You need to see where you are on your BMR (Basal Metabolic Rate) and your RDI (Required Daily Intake). I do not know what your activity level is: Workouts, Job, home lifestyle and such.
If you can provide this it is easier to determine where you actually are. Additionally, what does your diet look like? Macros? Total Calories?
Just based on the following information:
30 yo
Male
200#'s
Sedentary Lifestyle

BMR = appx. 2000 calories
RDI - appx. 2800 calories to maintain current weight
RDI = 3300 calories to Gain weight.
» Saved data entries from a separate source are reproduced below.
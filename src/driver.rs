use std::marker::PhantomData;

use faer_core::{MatMut, MatRef};
use reborrow::*;

use crate::{
    error::{SimError, SolverError},
    matrix::Operator,
    outcome::{SolveOutcome, Status},
    solver::Solver,
    stepping::TimeStep,
    system::LinearSystem,
    Float,
};

/// What the assembler gets to build the system of one solve.
#[derive(Debug, Clone, Copy)]
pub struct StepCtx<'ctx> {
    pub step: usize,
    pub sweep: usize,
    pub time: Float,
    pub dt: Float,
    /// Current iterate, updated by every sweep.
    pub solution: MatRef<'ctx, Float>,
    /// Solution at the start of the step.
    pub old: MatRef<'ctx, Float>,
}

/// Builds a fresh linear system from the current field state.
pub trait Assembler<A: Operator> {
    fn assemble(&mut self, ctx: StepCtx<'_>) -> Result<LinearSystem<A>, SolverError>;
}

impl<A: Operator, F> Assembler<A> for F
where
    F: FnMut(StepCtx<'_>) -> Result<LinearSystem<A>, SolverError>,
{
    fn assemble(&mut self, ctx: StepCtx<'_>) -> Result<LinearSystem<A>, SolverError> {
        self(ctx)
    }
}

/// What the driver does with a solve that did not converge.
#[derive(Debug, Clone, Copy, PartialEq, Eq, Default)]
pub enum FailurePolicy {
    /// Keep going whatever the outcome.
    Tolerate,
    /// Keep going past non-convergence, stop on divergence.
    #[default]
    AbortOnDivergence,
    /// Stop on any solve that did not converge.
    Strict,
}

pub struct ObsCtx<'ctx> {
    solver: &'static str,
    step: usize,
    sweep: usize,
    time: Float,
    dt: Float,
    solution: MatRef<'ctx, Float>,
}

impl<'ctx> ObsCtx<'ctx> {
    pub fn solver(&self) -> &'static str {
        self.solver
    }

    pub fn step(&self) -> usize {
        self.step
    }

    pub fn sweep(&self) -> usize {
        self.sweep
    }

    pub fn time(&self) -> Float {
        self.time
    }

    pub fn dt(&self) -> Float {
        self.dt
    }

    pub fn solution(&self) -> MatRef<'_, Float> {
        self.solution
    }
}

#[allow(unused_variables)]
pub trait Observer {
    fn at_startup(&mut self, ctx: ObsCtx) -> Result<(), SimError> {
        Ok(())
    }

    fn at_each_solve(&mut self, ctx: ObsCtx, outcome: &SolveOutcome) -> Result<(), SimError> {
        Ok(())
    }

    fn at_cleanup(&mut self, ctx: ObsCtx, summary: &RunSummary) -> Result<(), SimError> {
        Ok(())
    }
}

impl<O: Observer + ?Sized> Observer for &mut O {
    fn at_startup(&mut self, ctx: ObsCtx) -> Result<(), SimError> {
        (**self).at_startup(ctx)
    }

    fn at_each_solve(&mut self, ctx: ObsCtx, outcome: &SolveOutcome) -> Result<(), SimError> {
        (**self).at_each_solve(ctx, outcome)
    }

    fn at_cleanup(&mut self, ctx: ObsCtx, summary: &RunSummary) -> Result<(), SimError> {
        (**self).at_cleanup(ctx, summary)
    }
}

#[derive(Debug, Clone, Copy, Default, PartialEq)]
pub struct RunSummary {
    pub steps: usize,
    pub solves: usize,
    pub not_converged: usize,
    pub diverged: usize,
    /// Time reached at the end of the last completed step.
    pub time: Float,
    pub last: Option<SolveOutcome>,
}

impl RunSummary {
    fn record(&mut self, outcome: &SolveOutcome) {
        self.solves += 1;
        match outcome.status() {
            Status::Converged => {}
            Status::NotConverged => self.not_converged += 1,
            Status::Diverged => self.diverged += 1,
        }
        self.last = Some(*outcome);
    }
}

/// Repeated assemble/solve cycles over time steps and nonlinear sweeps.
pub struct Driver<'d, S, A, P> {
    solver: S,
    assembler: P,
    time_step: TimeStep,
    start_time: Float,
    steps: usize,
    sweeps: usize,
    policy: FailurePolicy,
    observers: Vec<Box<dyn Observer + 'd>>,
    _marker: PhantomData<fn() -> A>,
}

impl<'d, S: Solver, A: Operator, P: Assembler<A>> Driver<'d, S, A, P> {
    /// A single step of a single sweep, `dt = 1`.
    pub fn new(solver: S, assembler: P) -> Self {
        Self {
            solver,
            assembler,
            time_step: TimeStep::default(),
            start_time: 0.0,
            steps: 1,
            sweeps: 1,
            policy: FailurePolicy::default(),
            observers: Vec::new(),
            _marker: PhantomData,
        }
    }

    pub fn with_steps(mut self, steps: usize) -> Self {
        self.steps = steps;
        self
    }

    /// Nonlinear sub-iterations per step, at least one.
    pub fn with_sweeps(mut self, sweeps: usize) -> Self {
        self.sweeps = sweeps.max(1);
        self
    }

    pub fn with_time_step(mut self, time_step: TimeStep) -> Self {
        self.time_step = time_step;
        self
    }

    pub fn with_start_time(mut self, time: Float) -> Self {
        self.start_time = time;
        self
    }

    pub fn with_failure_policy(mut self, policy: FailurePolicy) -> Self {
        self.policy = policy;
        self
    }

    pub fn with_observer(mut self, observer: impl Observer + 'd) -> Self {
        self.observers.push(Box::new(observer));
        self
    }

    pub fn solver(&self) -> &S {
        &self.solver
    }

    /// Runs every step, updating `x` in place. `x` holds the initial
    /// condition on entry.
    pub fn run(&mut self, mut x: MatMut<'_, Float>) -> Result<RunSummary, SimError> {
        let name = self.solver.name();
        let mut old = x.rb().to_owned();
        let mut time = self.start_time;
        let mut summary = RunSummary {
            time,
            ..RunSummary::default()
        };

        for o in self.observers.iter_mut() {
            o.at_startup(ObsCtx {
                solver: name,
                step: 0,
                sweep: 0,
                time,
                dt: self.time_step.dt(0),
                solution: x.rb(),
            })?;
        }

        for step in 0..self.steps {
            let dt = self.time_step.dt(step);
            old.as_mut().clone_from(x.rb());

            for sweep in 0..self.sweeps {
                let system = self.assembler.assemble(StepCtx {
                    step,
                    sweep,
                    time,
                    dt,
                    solution: x.rb(),
                    old: old.as_ref(),
                })?;
                let outcome = self.solver.solve(&system, x.rb_mut())?;
                summary.record(&outcome);

                match outcome.status() {
                    Status::Converged => {}
                    Status::NotConverged => tracing::event!(
                        tracing::Level::WARN,
                        "step {step} (sweep {sweep}): `{name}` not converged ({outcome})"
                    ),
                    Status::Diverged => tracing::event!(
                        tracing::Level::WARN,
                        "step {step} (sweep {sweep}): `{name}` diverged ({outcome})"
                    ),
                }

                for o in self.observers.iter_mut() {
                    o.at_each_solve(
                        ObsCtx {
                            solver: name,
                            step,
                            sweep,
                            time,
                            dt,
                            solution: x.rb(),
                        },
                        &outcome,
                    )?;
                }

                match (outcome.status(), self.policy) {
                    (Status::Diverged, FailurePolicy::AbortOnDivergence | FailurePolicy::Strict) => {
                        return Err(SimError::Diverged {
                            step,
                            sweep,
                            residual: outcome.residual,
                        })
                    }
                    (Status::NotConverged, FailurePolicy::Strict) => {
                        return Err(SimError::NotConverged {
                            step,
                            sweep,
                            residual: outcome.residual,
                        })
                    }
                    _ => {}
                }
            }

            time += dt;
            summary.steps += 1;
            summary.time = time;
        }

        for o in self.observers.iter_mut() {
            o.at_cleanup(
                ObsCtx {
                    solver: name,
                    step: self.steps,
                    sweep: 0,
                    time,
                    dt: self.time_step.dt(self.steps),
                    solution: x.rb(),
                },
                &summary,
            )?;
        }

        Ok(summary)
    }
}

pub struct Logger;

impl Observer for Logger {
    fn at_startup(&mut self, ctx: ObsCtx) -> Result<(), SimError> {
        tracing::event!(
            tracing::Level::INFO,
            "start of run (`{}` solver, {} unknowns, t={:e}, Δt={:e})",
            ctx.solver(),
            ctx.solution().nrows(),
            ctx.time(),
            ctx.dt(),
        );
        Ok(())
    }

    fn at_each_solve(&mut self, ctx: ObsCtx, outcome: &SolveOutcome) -> Result<(), SimError> {
        tracing::event!(
            tracing::Level::TRACE,
            "step {} sweep {} (t={:e}, Δt={:e}): {}",
            ctx.step(),
            ctx.sweep(),
            ctx.time(),
            ctx.dt(),
            outcome
        );
        Ok(())
    }

    fn at_cleanup(&mut self, _ctx: ObsCtx, summary: &RunSummary) -> Result<(), SimError> {
        tracing::event!(
            tracing::Level::INFO,
            "finished run: {} steps, {} solves ({} not converged, {} diverged), t={:e}",
            summary.steps,
            summary.solves,
            summary.not_converged,
            summary.diverged,
            summary.time
        );
        Ok(())
    }
}

#[derive(Debug, Clone, Copy, PartialEq)]
pub struct SolveRecord {
    pub step: usize,
    pub sweep: usize,
    pub time: Float,
    pub dt: Float,
    pub outcome: SolveOutcome,
}

/// Keeps every solve outcome in memory.
#[derive(Debug, Clone, Default)]
pub struct History {
    records: Vec<SolveRecord>,
}

impl History {
    pub fn records(&self) -> &[SolveRecord] {
        &self.records
    }
}

impl Observer for History {
    fn at_startup(&mut self, _ctx: ObsCtx) -> Result<(), SimError> {
        self.records.clear();
        Ok(())
    }

    fn at_each_solve(&mut self, ctx: ObsCtx, outcome: &SolveOutcome) -> Result<(), SimError> {
        self.records.push(SolveRecord {
            step: ctx.step(),
            sweep: ctx.sweep(),
            time: ctx.time(),
            dt: ctx.dt(),
            outcome: *outcome,
        });
        Ok(())
    }
}
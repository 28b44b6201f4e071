use faer_core::{MatMut, MatRef};

use crate::{error::SolverError, matrix::Operator, Float};

/// Which preconditioner a PCG solve builds from the current matrix.
#[derive(Debug, Clone, Copy, PartialEq)]
pub enum Preconditioning {
    Identity,
    Jacobi,
    /// Symmetric successive over-relaxation, `0 < omega < 2`.
    Ssor { omega: Float },
}

impl Default for Preconditioning {
    fn default() -> Self {
        Preconditioning::Ssor { omega: 1.0 }
    }
}

impl Preconditioning {
    pub(crate) fn validate(self) -> Result<Self, SolverError> {
        match self {
            Preconditioning::Ssor { omega } if !(omega > 0.0 && omega < 2.0) => Err(
                SolverError::InvalidConfig(format!("SSOR relaxation must lie in (0, 2), got {omega}")),
            ),
            p => Ok(p),
        }
    }

    pub fn build<A: Operator>(self, a: &A) -> Result<Preconditioner, SolverError> {
        let diag = || -> Result<Vec<Float>, SolverError> {
            let diag = a.diagonal();
            match diag.iter().position(|&d| d == 0.0) {
                Some(row) => Err(SolverError::ZeroDiagonal { row }),
                None => Ok(diag),
            }
        };

        Ok(match self.validate()? {
            Preconditioning::Identity => Preconditioner::Identity,
            Preconditioning::Jacobi => Preconditioner::Jacobi {
                inv_diag: diag()?.into_iter().map(Float::recip).collect(),
            },
            Preconditioning::Ssor { omega } => Preconditioner::Ssor {
                omega,
                diag: diag()?,
            },
        })
    }
}

/// Approximate inverse `M^-1` of a matrix, built for one solve.
#[derive(Debug, Clone)]
pub enum Preconditioner {
    Identity,
    Jacobi { inv_diag: Vec<Float> },
    Ssor { omega: Float, diag: Vec<Float> },
}

impl Preconditioner {
    /// `z = M^-1 r`. `a` must be the matrix the preconditioner was built from.
    pub fn apply<A: Operator>(&self, a: &A, r: MatRef<'_, Float>, mut z: MatMut<'_, Float>) {
        match self {
            Preconditioner::Identity => z.clone_from(r),
            Preconditioner::Jacobi { inv_diag } => {
                for (i, d) in inv_diag.iter().enumerate() {
                    z.write(i, 0, d * r.read(i, 0));
                }
            }
            Preconditioner::Ssor { omega, diag } => {
                // M = (D + wL) D^-1 (D + wU) / (w (2 - w))
                let omega = *omega;
                let n = diag.len();

                // (D + wL) y = r
                for i in 0..n {
                    let mut s = r.read(i, 0);
                    a.for_each_in_row(i, |j, v| {
                        if j < i {
                            s -= omega * v * z.read(j, 0);
                        }
                    });
                    z.write(i, 0, s / diag[i]);
                }

                // (D + wU) z = D y
                for i in (0..n).rev() {
                    let mut s = diag[i] * z.read(i, 0);
                    a.for_each_in_row(i, |j, v| {
                        if j > i {
                            s -= omega * v * z.read(j, 0);
                        }
                    });
                    z.write(i, 0, s / diag[i]);
                }

                let scale = omega * (2.0 - omega);
                for i in 0..n {
                    z.write(i, 0, scale * z.read(i, 0));
                }
            }
        }
    }
}

#[cfg(test)]
mod tests {
    use super::*;
    use crate::faer_add::{column, to_vec};
    use faer_core::Mat;

    fn spd() -> Mat<Float> {
        let a = [[4.0, 1.0, 0.0], [1.0, 3.0, 1.0], [0.0, 1.0, 2.0]];
        Mat::from_fn(3, 3, |i, j| a[i][j])
    }

    #[test]
    fn ssor_inverts_its_own_splitting() {
        // M z = r must hold for the assembled M
        let a = spd();
        let p = Preconditioning::default().build(&a).unwrap();
        let r = column(&[1.0, -1.0, 2.0]);
        let mut z = Mat::<Float>::zeros(3, 1);
        p.apply(&a, r.as_ref(), z.as_mut());

        // omega = 1: M = (D + L) D^-1 (D + U)
        let lower = Mat::<Float>::from_fn(3, 3, |i, j| if j <= i { a.read(i, j) } else { 0.0 });
        let upper = Mat::<Float>::from_fn(3, 3, |i, j| if j >= i { a.read(i, j) } else { 0.0 });
        let dinv = Mat::<Float>::from_fn(3, 3, |i, j| if i == j { 1.0 / a.read(i, i) } else { 0.0 });
        let mz = lower * dinv * upper * z;

        for (got, want) in to_vec(mz.as_ref()).into_iter().zip(to_vec(r.as_ref())) {
            assert!((got - want).abs() < 1e-12, "{got} != {want}");
        }
    }

    #[test]
    fn jacobi_scales_by_diagonal() {
        let a = spd();
        let p = Preconditioning::Jacobi.build(&a).unwrap();
        let mut z = Mat::<Float>::zeros(3, 1);
        p.apply(&a, column(&[4.0, 3.0, 1.0]).as_ref(), z.as_mut());
        assert_eq!(to_vec(z.as_ref()), vec![1.0, 1.0, 0.5]);
    }

    #[test]
    fn rejects_bad_setup() {
        let a = Mat::<Float>::from_fn(2, 2, |i, j| if i == j && i == 0 { 1.0 } else { 0.5 });
        assert!(Preconditioning::Ssor { omega: 2.0 }.build(&a).is_err());

        let singular_diag = Mat::<Float>::from_fn(2, 2, |i, j| if i == j && i == 1 { 0.0 } else { 1.0 });
        assert_eq!(
            Preconditioning::Jacobi.build(&singular_diag).unwrap_err(),
            SolverError::ZeroDiagonal { row: 1 }
        );
        assert!(Preconditioning::Identity.build(&singular_diag).is_ok());
    }
}
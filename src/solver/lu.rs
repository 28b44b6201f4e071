use faer::{
    solvers::{PartialPivLu, Solver as _},
    Faer,
};
use faer_core::{Mat, MatMut};
use reborrow::*;

use crate::{
    config::SolverConfig,
    error::SolverError,
    faer_add::{axpy, norm_l2},
    matrix::Operator,
    outcome::SolveOutcome,
    system::LinearSystem,
    Float,
};

use super::{Convergence, Solver};

/// Direct solver: dense LU factorization with partial pivoting followed by
/// iterative refinement.
///
/// Each iteration solves for a correction of the current residual with the
/// stored factors, so a well-conditioned system converges after one.
#[derive(Debug, Clone, Default)]
pub struct LuSolver {
    config: SolverConfig,
}

impl LuSolver {
    pub fn new(config: SolverConfig) -> Self {
        Self { config }
    }
}

impl Solver for LuSolver {
    fn config(&self) -> &SolverConfig {
        &self.config
    }

    fn supports_asymmetric(&self) -> bool {
        true
    }

    fn name(&self) -> &'static str {
        "LU"
    }

    fn iterate<A: Operator>(
        &self,
        system: &LinearSystem<A>,
        mut x: MatMut<'_, Float>,
        convergence: &Convergence,
    ) -> Result<SolveOutcome, SolverError> {
        let lu = factorize(system.matrix())?;

        let mut r = system.residual(x.rb());
        let mut d = Mat::<Float>::zeros(system.size(), 1);
        let mut residual = norm_l2(r.as_ref());

        for k in 1..=convergence.max_iterations() {
            d.as_mut().clone_from(r.as_ref());
            lu.solve_in_place(d.as_mut());
            axpy(1.0, d.as_ref(), x.rb_mut());
            system.residual_to(x.rb(), r.as_mut());
            residual = norm_l2(r.as_ref());

            tracing::event!(
                tracing::Level::TRACE,
                "LU refinement {k}: residual {:e}",
                convergence.relative(residual)
            );

            if let Some(outcome) = convergence.outcome(k, residual) {
                return Ok(outcome);
            }
        }

        Ok(SolveOutcome::exhausted(
            convergence.max_iterations(),
            convergence.relative(residual),
        ))
    }
}

/// Factors `A` as `P A = L U` with faer's partial-pivoting LU.
///
/// A zero or non-finite pivot means the matrix is singular (up to rounding
/// in the elimination) and is reported with the column it was found in.
fn factorize<A: Operator>(matrix: &A) -> Result<PartialPivLu<Float>, SolverError> {
    let lu = matrix.to_dense().partial_piv_lu();

    // one of the two triangles carries a unit diagonal, so the product is
    // the pivot of column `k`
    let (l, u) = (lu.compute_l(), lu.compute_u());
    for k in 0..l.nrows() {
        let pivot = l.read(k, k) * u.read(k, k);
        if pivot == 0.0 || !pivot.is_finite() {
            return Err(SolverError::Singular { column: k });
        }
    }

    Ok(lu)
}

#[cfg(test)]
mod tests {
    use super::*;
    use crate::faer_add::{column, to_vec};

    fn dense(rows: &[&[Float]]) -> Mat<Float> {
        Mat::from_fn(rows.len(), rows[0].len(), |i, j| rows[i][j])
    }

    fn solver() -> LuSolver {
        LuSolver::new(SolverConfig::new(1e-12, 5).unwrap())
    }

    #[test]
    fn zero_leading_entry_needs_pivoting() {
        let a = dense(&[&[0.0, 2.0, 1.0], &[1.0, 1.0, 0.0], &[3.0, 0.0, 1.0]]);
        let x_exact = column(&[1.0, -1.0, 2.0]);
        let b = a.clone() * x_exact.clone();
        let system = LinearSystem::new(a, b).unwrap();

        let mut x = Mat::<Float>::zeros(3, 1);
        let outcome = solver().solve(&system, x.as_mut()).unwrap();

        assert!(outcome.converged, "{outcome}");
        for (got, want) in to_vec(x.as_ref()).into_iter().zip(to_vec(x_exact.as_ref())) {
            assert!((got - want).abs() < 1e-14, "{got} != {want}");
        }
    }

    #[test]
    fn singular_matrix_is_an_error() {
        let a = dense(&[&[1.0, 2.0], &[2.0, 4.0]]);
        assert_eq!(
            factorize(&a).err().unwrap(),
            SolverError::Singular { column: 1 }
        );
    }

    #[test]
    fn widely_scaled_rows_are_not_singular() {
        // a fixed-value row scaled far above the others
        let system = LinearSystem::new(
            dense(&[&[1e20, 0.0], &[0.0, 1.0]]),
            column(&[1e20, 1.0]),
        )
        .unwrap();
        let mut x = Mat::<Float>::zeros(2, 1);

        let outcome = solver().solve(&system, x.as_mut()).unwrap();

        assert!(outcome.converged, "{outcome}");
        for v in to_vec(x.as_ref()) {
            assert!((v - 1.0).abs() < 1e-12, "{v}");
        }
    }

    #[test]
    fn solves_asymmetric_system_in_one_refinement() {
        let system = LinearSystem::new(
            dense(&[&[3.0, 1.0, 0.0], &[-1.0, 4.0, 2.0], &[0.0, 5.0, 6.0]]),
            column(&[4.0, 5.0, 11.0]),
        )
        .unwrap();
        let solver = solver();
        assert!(solver.supports_asymmetric());

        let mut x = Mat::<Float>::zeros(3, 1);
        let outcome = solver.solve(&system, x.as_mut()).unwrap();
        assert!(outcome.converged, "{outcome}");
        assert!(outcome.iterations <= 2);
        for v in to_vec(x.as_ref()) {
            assert!((v - 1.0).abs() < 1e-12);
        }
    }
}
This is moderate weight gain of appx. 1#/wk, nothing crazy.

What does your diet look like? DO you understand MACROS?
What do your workouts currently look like? If you are doing cardio, and I don't say this often or flippantly, QUIT!!! Do not do cardio. For you this will be counterproductive.
So I'm new to this stuff but here goes my calculations that I figured out I might be wrong.

BMR= 3,006 Calories
RDI= 3,900 Calories

I would say my lifestyle is Active, I work construction so I'm on the go 8-12 hours a day and it is physically demanding.
I've recently been working out at home about 30 minutes to 1 hour a day for 2 weeks. Just doing 100-150 push ups a day and 30 minutes of Ab workouts. I am going to start going to the gym soon but want to have a Nutrition and Workout plan to reach my goals before so I'm ready.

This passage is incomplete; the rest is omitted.